C'est par une autre fascinante introduction que Ampule soulève le voile de notre ouïe. Des ondes réverbérantes et des roulements percussifs aux tonalités de bois aiguisent leurs amplitudes jusqu'à l'eau domine le bois et que ses clapotis plient l'échine devant un beau chant flûté. Ce chant du Mellotron offre sa tendresse devant un décor psybient qui peu à peu prend le dessus sur les éclosions éphémères mélodieuses de la flûte. Une ambiance chthonienne éclot autour des 3 minutes. Elle flotte sur les murs d'un caniveau secret jusqu'à ce qu'une nappe d'orgue Méphistophélique ramène le concerto pour flûtes et ses ténèbres dans un dense banc de bruine, là où un ronronnement industriel attise notre curiosité. Les 7 premières minutes de Ampule sont structurées dans ce vieux modèle de la Berlin School des années Phaedra. Un son typique de Tangerine Dream qui est l’essence des influences de la musique de Brendan Pollard. Le rythme se présente dans une vision hésitante autour de la 7ième. Nappé de brouillard, de voix errantes et d'effets cosmiques, il joue au chat et à la souris avec notre ouïe dans une incertitude qui donne un espace à divers tonalités d'exercer encore leurs charmes dans nos oreilles qui reculent de 50 ans. Bien en selle sur un séquenceur et ses ions autant lourds que ténébreux, le rythme articule ses spasmes dans un décor typique à ces années jusqu'au point des 17 minutes et des poussières du temps. Autre étape et un autre décor d'ambiances moins sibyllines, Ampule emprunte alors une voie rythmique plus vivante et nettement plus entraînante pour cortex éveillés dont les tonalités analogues ressortent plus dans cette brume stigmatisée qui couche une mélodie fantôme tout en suivant son axe rythmique. La flûte s'extirpe à nouveau d'une faune sonore sculptée dans l'imagination des années médiévales pour conclure Ampule.
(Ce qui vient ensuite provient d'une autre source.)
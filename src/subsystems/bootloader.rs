//! GRUB2 installation on the target disk.

use std::path::Path;

use anyhow::Error;
use log::{debug, info};

use osutils::{dependencies::Dependency, files, grub::DefaultGrub, path::join_relative};
use sabayon_api::{
    config::Bootloader,
    error::{InstallerError, ReportError, ServicingError},
};

use crate::engine::{EngineContext, Subsystem};

const SABAYON_GRUB_DEFAULTS: &str = "/etc/default/sabayon-grub";
const GRUB_DEFAULTS: &str = "/etc/default/grub";
const GRUB_PASSWORD_SCRIPT: &str = "/etc/grub.d/00_password";
const GRUB_DEVICE_MAP: &str = "/boot/grub/device.map";
const GRUB_CFG: &str = "/boot/grub/grub.cfg";

const SABAYON_GRUB_HEADER: &str = "\
# this file has been added by the Anaconda Installer
# containing default installer bootloader arguments.
# DO NOT EDIT NOR REMOVE THIS FILE DIRECTLY !!!
";

#[derive(Default)]
pub struct BootloaderSubsystem;
impl Subsystem for BootloaderSubsystem {
    fn name(&self) -> &'static str {
        "bootloader"
    }

    #[tracing::instrument(name = "bootloader_write_configuration", skip_all)]
    fn write_configuration(&mut self, ctx: &EngineContext) -> Result<(), InstallerError> {
        let bootloader = &ctx.config.bootloader;
        if !bootloader.install {
            info!("Bootloader installation disabled");
            return Ok(());
        }

        write_grub_config(ctx.target(), bootloader)
            .structured(ServicingError::WriteBootloaderConfig)?;

        let device = bootloader
            .device
            .as_deref()
            .filter(|device| !device.is_empty())
            .structured(ServicingError::InstallBootloader)?;
        let install_args = grub_install_args(device, &bootloader.command_line);
        info!("Installing GRUB on '{}'", install_args[0]);
        ctx.spawn_chroot(Dependency::Grub2Install, &install_args)
            .structured(ServicingError::InstallBootloader)?;

        let mkconfig = if Dependency::Grub2Mkconfig.exists_in(ctx.target()) {
            Dependency::Grub2Mkconfig
        } else {
            Dependency::GrubMkconfig
        };
        debug!("Generating the GRUB menu with {mkconfig}");
        ctx.spawn_chroot(mkconfig, [format!("--output={GRUB_CFG}")])
            .structured(ServicingError::GenerateBootloaderMenu)
    }
}

fn render_sabayon_grub(command_line: &[String]) -> String {
    format!(
        "{SABAYON_GRUB_HEADER}GRUB_CMDLINE_LINUX=\"${{GRUB_CMDLINE_LINUX}} {}\"\n",
        command_line.join(" ")
    )
}

/// Quotes `word` for the GRUB script parser, which expands variables in bare
/// words.
fn grub_quote(word: &str) -> String {
    format!("'{}'", word.replace('\'', "'\\''"))
}

/// grub.d script emitting the menu superuser and its password. The heredoc
/// delimiter is quoted so that the shell leaves the password untouched.
fn render_password_script(password: &str) -> String {
    format!(
        "#!/bin/sh\n\
         cat << 'EOF'\n\
         set superusers=\"root\"\n\
         password root {}\n\
         EOF\n",
        grub_quote(password)
    )
}

/// Writes the installer GRUB defaults, the optional menu password and the
/// configured timeout. Stale device maps are dropped.
fn write_grub_config(target: &Path, bootloader: &Bootloader) -> Result<(), Error> {
    files::write_file(
        join_relative(target, SABAYON_GRUB_DEFAULTS),
        0o644,
        render_sabayon_grub(&bootloader.command_line).as_bytes(),
    )?;

    if let Some(password) = bootloader.password.as_deref().filter(|p| !p.is_empty()) {
        debug!("Protecting the GRUB menu with a password");
        files::write_file(
            join_relative(target, GRUB_PASSWORD_SCRIPT),
            0o755,
            render_password_script(password).as_bytes(),
        )?;
    }

    files::remove_file_if_exists(join_relative(target, GRUB_DEVICE_MAP))?;

    if let Some(timeout) = bootloader.timeout {
        let defaults = join_relative(target, GRUB_DEFAULTS);
        if defaults.exists() {
            let mut grub = DefaultGrub::read(&defaults)?;
            grub.set("GRUB_TIMEOUT", &timeout.to_string())?;
            grub.write()?;
        }
    }
    Ok(())
}

/// Arguments of `grub2-install`. `noefi` on the command line forces a BIOS
/// installation.
fn grub_install_args(device: &str, command_line: &[String]) -> Vec<String> {
    let device = if device.starts_with("/dev/") {
        device.to_string()
    } else {
        format!("/dev/{device}")
    };
    let mut args = vec![device, "--recheck".into(), "--force".into()];
    if command_line.iter().any(|arg| arg == "noefi") {
        args.push("--target=i386-pc".into());
    }
    args
}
Partitions ne nous fait pas attendre en crachant des ions gras et juteux qui marque la cadence sur un tapis de séquences roulant avec passion sur un convoyeur à œufs. Le jeu du séquenceur est superbe avec une troisième ligne qui s'ajoute à cette partie polyrythmique de PROLOGUE. Structure de rodéo indompté et spasmodique, le rythme roule à vive allure sous le coup des tssitt-tssitt et dans de vives oscillations qui nous jouer du headbanger. Des vents remplis de poussières de violons tentent toujours de s'accrocher à cette cadence qui me ramène à ces envolées dans les années Stratosfear ou Ricochet avec ces nappes nasillardes de trompettes apocalyptique. Peu après les 9 minutes, les séquences s'évaporent dans des vents remplis de résonances qui nous conduisent dans une sphère où les cerceaux déformés éveillent un genre de violoncelle mécanique dont le triturage des cordes crachent un étrange sonore agonisant. Nous tombons dans un cadre psychédélique avec les fruits d'un modulaire créatif et ses parfums de Stratosfear et Force Majeure. Cette phase psybient s'amplifie avec des cognements métalliques et s'étire au-delà des 15 minutes lorsqu'une structure de rythme respire sournoisement. Le séquenceur analogue reste dans sa structure de rythme passif qui s'accompagne de chants des moines chthoniens et autres effets du synthé modulaire. Une délicate flûte émerge et accompagne ce cortège où le séquenceur semble trébucher. Son dernier effet en suspension… et le rythme décampe avec une ligne de basse et des tintements métalliques percussifs. Brendan Pollard tisse d'autres solos de flûtes et des vents de poussières de violon, comme ceux des Moody Blues mais en plus occulte, dans un court Berlin School qui étreindra un dernier souffle de flûte.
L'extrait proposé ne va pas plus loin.